Environ 200 morceaux de Garfield récoltés en 2018
Il n'empêche qu'au gré de ses caprices, l'océan rejette régulièrement un œil, un bras, une patte voire le corps entier de ces Garfield en plastique. Ces chats sont essentiellement présents dans un rayon de 24 kilomètres, notamment sur les plages de Plougonvelin, Ploumoguer ou encore Plouarzel (Finistère). "Cela ne s'arrête jamais. A chaque nettoyage, on collecte trois, quatre téléphones entiers ou en morceaux", raconte Claire Simonin Le Meur. Pour Lionel Lucas, cofondateur de l'Association de nettoyage au service de l'environnement et du littoral (Ansel), cette présence sur les plages bretonnes est entièrement liée à la météo.
Le plastique des chats Garfield est lourd, il ne flotte pas. La plupart d'entre eux restent à l'abri des conteneurs qui dorment dans les fonds marins. Ces conteneurs sont remués par les tempêtes et laissent échapper leur cargaison.

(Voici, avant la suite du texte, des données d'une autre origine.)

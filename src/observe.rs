//! Observation capabilities supplied by the host environment.
//!
//! Blocks never talk to a browser directly. They ask the host to start
//! delivering width or visibility changes for an element; a host that
//! lacks the facility says no, and the block silently does without.
//!
//! - [`Unsupported`] refuses everything (server-side rendering, old browsers).
//! - [`SimulatedHost`] keeps subscriptions in memory and turns layout
//!   geometry into entries, for tests and prerendering.
//!
//! Entries are delivered by whoever owns the event loop: it calls
//! [`crate::block::DecoratedQuote::on_resize`] and
//! [`crate::block::DecoratedQuote::on_intersection`] with them.

use std::collections::HashMap;

use tracing::trace;

use crate::config::QuoteConfig;
use crate::dom::ArenaNodeId;

/// Axis-aligned rectangle in layout units.
#[derive(Debug, Clone, Copy, PartialEq, Default)]
pub struct Rect {
    pub x: f64,
    pub y: f64,
    pub width: f64,
    pub height: f64,
}

impl Rect {
    pub fn new(x: f64, y: f64, width: f64, height: f64) -> Self {
        Self {
            x,
            y,
            width,
            height,
        }
    }

    pub fn right(&self) -> f64 {
        self.x + self.width
    }

    pub fn bottom(&self) -> f64 {
        self.y + self.height
    }

    pub fn area(&self) -> f64 {
        self.width.max(0.0) * self.height.max(0.0)
    }

    /// Overlap of two rectangles. Edge-adjacent rectangles intersect with
    /// zero area, as in the browser's intersection algorithm.
    pub fn intersection(&self, other: &Rect) -> Option<Rect> {
        let x1 = self.x.max(other.x);
        let y1 = self.y.max(other.y);
        let x2 = self.right().min(other.right());
        let y2 = self.bottom().min(other.bottom());
        (x1 <= x2 && y1 <= y2).then(|| Rect::new(x1, y1, x2 - x1, y2 - y1))
    }

    /// Grow (positive) or shrink (negative) each edge independently.
    pub fn expand(&self, margin: &RootMargin) -> Rect {
        Rect::new(
            self.x - margin.left,
            self.y - margin.top,
            self.width + margin.left + margin.right,
            self.height + margin.top + margin.bottom,
        )
    }
}

/// CSS-style root margin; negative values contract the root.
#[derive(Debug, Clone, Copy, PartialEq, Default)]
pub struct RootMargin {
    pub top: f64,
    pub right: f64,
    pub bottom: f64,
    pub left: f64,
}

impl std::fmt::Display for RootMargin {
    fn fmt(&self, f: &mut std::fmt::Formatter<'_>) -> std::fmt::Result {
        write!(
            f,
            "{}px {}px {}px {}px",
            self.top, self.right, self.bottom, self.left
        )
    }
}

/// Parameters a visibility subscription is registered with.
#[derive(Debug, Clone, Copy, PartialEq)]
pub struct IntersectionOptions {
    pub threshold: f64,
    pub root_margin: RootMargin,
}

impl IntersectionOptions {
    /// Reveal options for a config: threshold plus a contracted bottom edge.
    pub fn reveal(config: &QuoteConfig) -> Self {
        Self {
            threshold: config.reveal_threshold,
            root_margin: RootMargin {
                bottom: -config.reveal_bottom_margin,
                ..RootMargin::default()
            },
        }
    }

    /// Compute the entry a browser would report for `target` laid out at
    /// `bounds` inside `viewport`.
    pub fn evaluate(&self, target: ArenaNodeId, bounds: Rect, viewport: Rect) -> IntersectionEntry {
        let root = viewport.expand(&self.root_margin);
        let Some(overlap) = bounds.intersection(&root) else {
            return IntersectionEntry {
                target,
                is_intersecting: false,
                intersection_ratio: 0.0,
            };
        };

        let ratio = if bounds.area() > 0.0 {
            (overlap.area() / bounds.area()).min(1.0)
        } else {
            1.0
        };

        // Edge contact has zero overlap and never counts, even at threshold 0.
        IntersectionEntry {
            target,
            is_intersecting: ratio > 0.0 && ratio >= self.threshold,
            intersection_ratio: ratio,
        }
    }
}

/// A width change for one observed element.
#[derive(Debug, Clone, Copy, PartialEq)]
pub struct ResizeEntry {
    pub target: ArenaNodeId,
    /// Rendered width of the element.
    pub width: f64,
}

/// A visibility change for one observed element.
#[derive(Debug, Clone, Copy, PartialEq)]
pub struct IntersectionEntry {
    pub target: ArenaNodeId,
    pub is_intersecting: bool,
    pub intersection_ratio: f64,
}

/// Capability to report rendered width changes.
pub trait WidthObserver {
    /// Start delivering width changes for `target`. Returns `false` when the
    /// host cannot observe size, in which case nothing will ever be delivered.
    fn observe_width(&mut self, target: ArenaNodeId) -> bool;
}

/// Capability to report viewport visibility changes.
pub trait VisibilityObserver {
    /// Start delivering visibility changes for `target`. Returns `false`
    /// when the host cannot observe intersection.
    fn observe_visibility(&mut self, target: ArenaNodeId, options: IntersectionOptions) -> bool;

    /// Stop delivering visibility changes for `target`.
    fn unobserve_visibility(&mut self, target: ArenaNodeId);
}

/// Host with no observation facilities at all.
#[derive(Debug, Clone, Copy, Default)]
pub struct Unsupported;

impl WidthObserver for Unsupported {
    fn observe_width(&mut self, _target: ArenaNodeId) -> bool {
        false
    }
}

impl VisibilityObserver for Unsupported {
    fn observe_visibility(&mut self, _target: ArenaNodeId, _options: IntersectionOptions) -> bool {
        false
    }

    fn unobserve_visibility(&mut self, _target: ArenaNodeId) {}
}

#[derive(Debug, Clone, Copy)]
struct VisibilitySubscription {
    options: IntersectionOptions,
    /// Last reported state; `None` until the initial entry is delivered.
    last: Option<bool>,
}

/// In-memory host that records subscriptions and produces entries from
/// geometry supplied by the caller.
///
/// Mirrors browser delivery: a visibility entry is produced on the first
/// evaluation after subscribing and afterwards only when the target
/// crosses its threshold.
#[derive(Debug, Clone)]
pub struct SimulatedHost {
    supports_resize: bool,
    supports_intersection: bool,
    width_targets: Vec<ArenaNodeId>,
    visibility: HashMap<ArenaNodeId, VisibilitySubscription>,
}

impl Default for SimulatedHost {
    fn default() -> Self {
        Self::new()
    }
}

impl SimulatedHost {
    /// Host with both capabilities.
    pub fn new() -> Self {
        Self::with_support(true, true)
    }

    pub fn with_support(resize: bool, intersection: bool) -> Self {
        Self {
            supports_resize: resize,
            supports_intersection: intersection,
            width_targets: Vec::new(),
            visibility: HashMap::new(),
        }
    }

    pub fn is_observing_width(&self, target: ArenaNodeId) -> bool {
        self.width_targets.contains(&target)
    }

    pub fn is_observing_visibility(&self, target: ArenaNodeId) -> bool {
        self.visibility.contains_key(&target)
    }

    /// Options `target` was subscribed with.
    pub fn visibility_options(&self, target: ArenaNodeId) -> Option<IntersectionOptions> {
        self.visibility.get(&target).map(|s| s.options)
    }

    /// One resize entry per width-observed target, all at `width`.
    pub fn resize_all(&self, width: f64) -> Vec<ResizeEntry> {
        self.width_targets
            .iter()
            .map(|&target| ResizeEntry { target, width })
            .collect()
    }

    /// Entries for a new layout. `layout` maps targets to their bounds;
    /// observed targets missing from it are treated as not rendered.
    pub fn scroll(&mut self, layout: &[(ArenaNodeId, Rect)], viewport: Rect) -> Vec<IntersectionEntry> {
        let mut targets: Vec<_> = self.visibility.keys().copied().collect();
        targets.sort_by_key(|t| t.0);

        let mut entries = Vec::new();
        for target in targets {
            let Some(sub) = self.visibility.get_mut(&target) else {
                continue;
            };
            let entry = match layout.iter().find(|(id, _)| *id == target) {
                Some(&(_, bounds)) => sub.options.evaluate(target, bounds, viewport),
                None => IntersectionEntry {
                    target,
                    is_intersecting: false,
                    intersection_ratio: 0.0,
                },
            };
            if sub.last != Some(entry.is_intersecting) {
                sub.last = Some(entry.is_intersecting);
                trace!(
                    block = target.0,
                    intersecting = entry.is_intersecting,
                    ratio = entry.intersection_ratio,
                    "visibility changed"
                );
                entries.push(entry);
            }
        }
        entries
    }
}

impl WidthObserver for SimulatedHost {
    fn observe_width(&mut self, target: ArenaNodeId) -> bool {
        if !self.supports_resize {
            return false;
        }
        if !self.width_targets.contains(&target) {
            self.width_targets.push(target);
        }
        true
    }
}

impl VisibilityObserver for SimulatedHost {
    fn observe_visibility(&mut self, target: ArenaNodeId, options: IntersectionOptions) -> bool {
        if !self.supports_intersection {
            return false;
        }
        self.visibility
            .insert(target, VisibilitySubscription { options, last: None });
        true
    }

    fn unobserve_visibility(&mut self, target: ArenaNodeId) {
        self.visibility.remove(&target);
    }
}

Lionel Lucas, cofondateur de l'association Anselà franceinfo
En 2018, environ 200 pièces de toutes tailles provenant des chats Garfield ont ainsi été récoltées dans le secteur. "Au total, cela représente l'équivalent d'une caisse de pêche", précise Claire Simonin Le Meur, qui évoque des morceaux de téléphones "comme neufs", très peu usés par l'océan. Le phénomène est tel que l'association Ansel a intégré les téléphones Garfield à la liste des déchets récurrents (appelés "traceurs") de sa carte Ocean Plastic Tracker. Cet outil recense depuis 2017 les détritus en plastique les plus fréquents retrouvés sur les côtes.
Un symbole de la pollution marine
Une fois ramassés, tous les morceaux de Garfield sont précieusement conservés par les associations de nettoyage des plages. "Ce ne sont plus des déchets mais des pièces à conviction", estime Lionel Lucas. "Nous souhaitons garder certains traceurs pour mesurer combien de temps durent ces pollutions et voir jusqu'où elles vont géographiquement", développe l'initiateur de cette carte collaborative.
Pour l'association Viltansoù, ces félins de plastique sont même devenus un "emblème" des opérations de nettoyage, notamment quand celles-ci sont effectuées avec des scolaires. "Garfield est pour eux un fort moteur d'intérêt. Les nettoyages de plage se transforment presque en chasse au trésor. Même mes enfants, avec qui je fais du nettoyage, n’ont qu’une hâte : retrouver des téléphones Garfield", raconte Claire Simonin Le Meur.
A travers ces téléphones, l'association entend sensibiliser à la question de la pollution, terrestre ou maritime, qui ne cesse selon elle de s'aggraver. Au total, en 2018, les bénévoles de Viltansoù ont collecté près de deux tonnes de déchets variés dans leur périmètre d'action de la pointe d'Iroise. "Pourtant, il s'agit d'une zone peu fréquentée hors saison et où il y a de très forts courants", note Claire Simonin Le Meur, qui s'attend à ramasser d'autres chats Garfield. Et peut-être, un jour, à percer définitivement leur mystère.